*** Data shown Section Begins ***

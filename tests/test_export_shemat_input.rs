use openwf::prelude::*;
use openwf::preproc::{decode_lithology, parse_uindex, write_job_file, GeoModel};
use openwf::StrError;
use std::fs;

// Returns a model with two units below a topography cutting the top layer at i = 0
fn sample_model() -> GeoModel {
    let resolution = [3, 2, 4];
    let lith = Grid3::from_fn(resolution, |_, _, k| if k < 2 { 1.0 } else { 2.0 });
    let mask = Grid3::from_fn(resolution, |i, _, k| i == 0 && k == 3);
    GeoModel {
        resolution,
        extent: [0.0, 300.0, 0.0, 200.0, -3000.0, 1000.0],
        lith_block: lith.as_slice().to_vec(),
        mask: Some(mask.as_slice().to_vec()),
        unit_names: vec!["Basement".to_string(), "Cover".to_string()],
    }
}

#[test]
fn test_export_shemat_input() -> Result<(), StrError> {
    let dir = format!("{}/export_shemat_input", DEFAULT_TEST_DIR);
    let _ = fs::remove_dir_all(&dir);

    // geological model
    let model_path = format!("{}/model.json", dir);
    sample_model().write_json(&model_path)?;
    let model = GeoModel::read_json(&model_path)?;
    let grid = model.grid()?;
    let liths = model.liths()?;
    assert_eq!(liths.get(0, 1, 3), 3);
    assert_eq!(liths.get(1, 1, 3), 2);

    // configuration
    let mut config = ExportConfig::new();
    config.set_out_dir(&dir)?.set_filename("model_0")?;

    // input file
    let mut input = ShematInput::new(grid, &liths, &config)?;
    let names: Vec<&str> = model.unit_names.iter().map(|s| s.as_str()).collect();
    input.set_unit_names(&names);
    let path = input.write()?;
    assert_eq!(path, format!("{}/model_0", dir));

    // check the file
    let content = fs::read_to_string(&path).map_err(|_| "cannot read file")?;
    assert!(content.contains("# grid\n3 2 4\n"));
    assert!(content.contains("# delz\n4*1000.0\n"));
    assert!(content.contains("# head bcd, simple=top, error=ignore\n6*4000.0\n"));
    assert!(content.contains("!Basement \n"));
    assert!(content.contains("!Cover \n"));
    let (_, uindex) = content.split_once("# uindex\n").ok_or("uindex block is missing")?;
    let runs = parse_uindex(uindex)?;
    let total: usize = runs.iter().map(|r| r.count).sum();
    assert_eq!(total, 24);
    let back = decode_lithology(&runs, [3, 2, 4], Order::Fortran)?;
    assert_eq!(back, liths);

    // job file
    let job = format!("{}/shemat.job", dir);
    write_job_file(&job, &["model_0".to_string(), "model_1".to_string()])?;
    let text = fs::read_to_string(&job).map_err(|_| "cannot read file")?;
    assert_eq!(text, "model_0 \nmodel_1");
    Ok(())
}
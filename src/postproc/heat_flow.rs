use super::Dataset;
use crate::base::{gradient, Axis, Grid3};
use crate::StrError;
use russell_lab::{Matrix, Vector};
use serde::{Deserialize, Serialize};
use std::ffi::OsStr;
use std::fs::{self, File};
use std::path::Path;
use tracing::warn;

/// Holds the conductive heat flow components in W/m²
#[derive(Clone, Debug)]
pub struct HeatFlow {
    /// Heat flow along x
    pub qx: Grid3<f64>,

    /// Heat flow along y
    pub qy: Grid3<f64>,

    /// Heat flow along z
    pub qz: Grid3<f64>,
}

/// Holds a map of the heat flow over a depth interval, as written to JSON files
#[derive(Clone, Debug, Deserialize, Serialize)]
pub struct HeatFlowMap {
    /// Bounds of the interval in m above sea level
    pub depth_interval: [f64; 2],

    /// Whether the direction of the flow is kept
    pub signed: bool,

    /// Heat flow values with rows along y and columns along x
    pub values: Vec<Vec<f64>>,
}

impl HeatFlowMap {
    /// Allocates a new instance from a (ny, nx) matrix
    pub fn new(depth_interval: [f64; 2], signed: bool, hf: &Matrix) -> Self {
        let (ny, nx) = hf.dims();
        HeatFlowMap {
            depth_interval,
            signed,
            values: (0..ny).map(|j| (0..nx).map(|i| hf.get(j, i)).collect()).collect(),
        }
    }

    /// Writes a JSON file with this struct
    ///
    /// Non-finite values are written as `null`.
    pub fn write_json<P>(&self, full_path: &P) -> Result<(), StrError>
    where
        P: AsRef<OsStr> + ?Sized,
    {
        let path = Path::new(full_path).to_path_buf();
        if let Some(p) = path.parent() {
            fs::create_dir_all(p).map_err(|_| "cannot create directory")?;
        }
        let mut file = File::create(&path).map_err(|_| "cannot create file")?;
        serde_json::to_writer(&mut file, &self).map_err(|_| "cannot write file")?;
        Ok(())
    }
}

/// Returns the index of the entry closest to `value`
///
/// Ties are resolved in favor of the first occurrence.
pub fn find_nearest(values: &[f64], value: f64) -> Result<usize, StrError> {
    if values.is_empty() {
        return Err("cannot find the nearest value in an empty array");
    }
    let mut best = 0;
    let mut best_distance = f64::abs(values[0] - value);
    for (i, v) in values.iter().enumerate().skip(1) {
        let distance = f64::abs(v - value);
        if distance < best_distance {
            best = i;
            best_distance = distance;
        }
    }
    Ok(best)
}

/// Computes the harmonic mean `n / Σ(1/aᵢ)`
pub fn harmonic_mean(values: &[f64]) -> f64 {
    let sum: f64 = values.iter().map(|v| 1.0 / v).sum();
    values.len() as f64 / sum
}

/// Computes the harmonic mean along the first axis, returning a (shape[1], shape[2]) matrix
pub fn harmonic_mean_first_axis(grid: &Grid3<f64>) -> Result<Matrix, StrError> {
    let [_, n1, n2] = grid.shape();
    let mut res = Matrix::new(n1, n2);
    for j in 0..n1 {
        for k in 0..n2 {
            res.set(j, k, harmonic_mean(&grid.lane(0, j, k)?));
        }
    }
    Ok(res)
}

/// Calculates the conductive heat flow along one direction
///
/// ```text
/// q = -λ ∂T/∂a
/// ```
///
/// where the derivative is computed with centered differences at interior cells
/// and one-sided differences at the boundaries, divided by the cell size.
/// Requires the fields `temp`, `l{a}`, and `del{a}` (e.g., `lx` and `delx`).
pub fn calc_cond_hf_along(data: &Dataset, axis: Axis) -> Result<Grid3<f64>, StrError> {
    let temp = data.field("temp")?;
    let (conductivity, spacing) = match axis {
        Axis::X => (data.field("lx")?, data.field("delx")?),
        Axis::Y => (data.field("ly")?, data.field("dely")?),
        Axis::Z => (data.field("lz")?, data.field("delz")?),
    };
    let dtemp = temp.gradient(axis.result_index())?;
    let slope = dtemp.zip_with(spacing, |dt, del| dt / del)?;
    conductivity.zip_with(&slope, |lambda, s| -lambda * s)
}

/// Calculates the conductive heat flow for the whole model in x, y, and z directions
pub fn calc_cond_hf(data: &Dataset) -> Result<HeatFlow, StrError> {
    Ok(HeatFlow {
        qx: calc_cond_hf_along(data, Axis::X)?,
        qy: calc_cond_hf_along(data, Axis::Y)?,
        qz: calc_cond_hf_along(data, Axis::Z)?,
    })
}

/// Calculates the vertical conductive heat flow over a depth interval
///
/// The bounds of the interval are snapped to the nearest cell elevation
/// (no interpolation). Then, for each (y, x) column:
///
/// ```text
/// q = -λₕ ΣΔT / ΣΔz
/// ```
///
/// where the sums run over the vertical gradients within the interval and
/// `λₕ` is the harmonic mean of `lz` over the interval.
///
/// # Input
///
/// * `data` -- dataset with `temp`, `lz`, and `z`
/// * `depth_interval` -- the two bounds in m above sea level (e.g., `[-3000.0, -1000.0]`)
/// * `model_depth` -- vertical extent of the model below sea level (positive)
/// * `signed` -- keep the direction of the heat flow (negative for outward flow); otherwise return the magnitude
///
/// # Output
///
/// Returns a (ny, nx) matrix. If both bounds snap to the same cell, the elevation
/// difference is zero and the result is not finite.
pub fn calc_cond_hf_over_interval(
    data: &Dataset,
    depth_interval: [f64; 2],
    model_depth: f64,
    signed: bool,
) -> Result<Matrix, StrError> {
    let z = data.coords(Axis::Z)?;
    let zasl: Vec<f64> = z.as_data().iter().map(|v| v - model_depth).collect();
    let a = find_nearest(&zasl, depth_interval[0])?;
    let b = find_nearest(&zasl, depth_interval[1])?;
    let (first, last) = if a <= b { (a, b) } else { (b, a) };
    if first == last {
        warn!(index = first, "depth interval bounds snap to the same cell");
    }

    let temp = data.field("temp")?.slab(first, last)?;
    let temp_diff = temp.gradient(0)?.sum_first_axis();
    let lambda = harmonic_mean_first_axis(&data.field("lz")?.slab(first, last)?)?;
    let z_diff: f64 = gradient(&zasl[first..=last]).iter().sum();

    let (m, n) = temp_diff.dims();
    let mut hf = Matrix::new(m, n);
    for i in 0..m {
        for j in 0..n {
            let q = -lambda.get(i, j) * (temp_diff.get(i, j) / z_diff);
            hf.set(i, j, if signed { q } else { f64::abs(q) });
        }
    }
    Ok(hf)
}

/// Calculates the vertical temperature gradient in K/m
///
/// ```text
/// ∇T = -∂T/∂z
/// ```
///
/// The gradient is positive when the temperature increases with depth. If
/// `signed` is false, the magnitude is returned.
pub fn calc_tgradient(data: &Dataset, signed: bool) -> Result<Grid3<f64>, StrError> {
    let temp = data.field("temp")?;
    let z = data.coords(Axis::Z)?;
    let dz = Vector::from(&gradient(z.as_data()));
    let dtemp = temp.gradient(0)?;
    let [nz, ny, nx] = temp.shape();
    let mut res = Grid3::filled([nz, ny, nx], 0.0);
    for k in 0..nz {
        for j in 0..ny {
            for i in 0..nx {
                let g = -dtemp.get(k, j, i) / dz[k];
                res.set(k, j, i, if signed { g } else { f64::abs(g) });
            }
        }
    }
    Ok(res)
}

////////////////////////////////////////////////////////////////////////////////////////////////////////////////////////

*** Data shown Section Ends ***

Go through the records above line by line and say how many lines include "slab", giving only that number.

2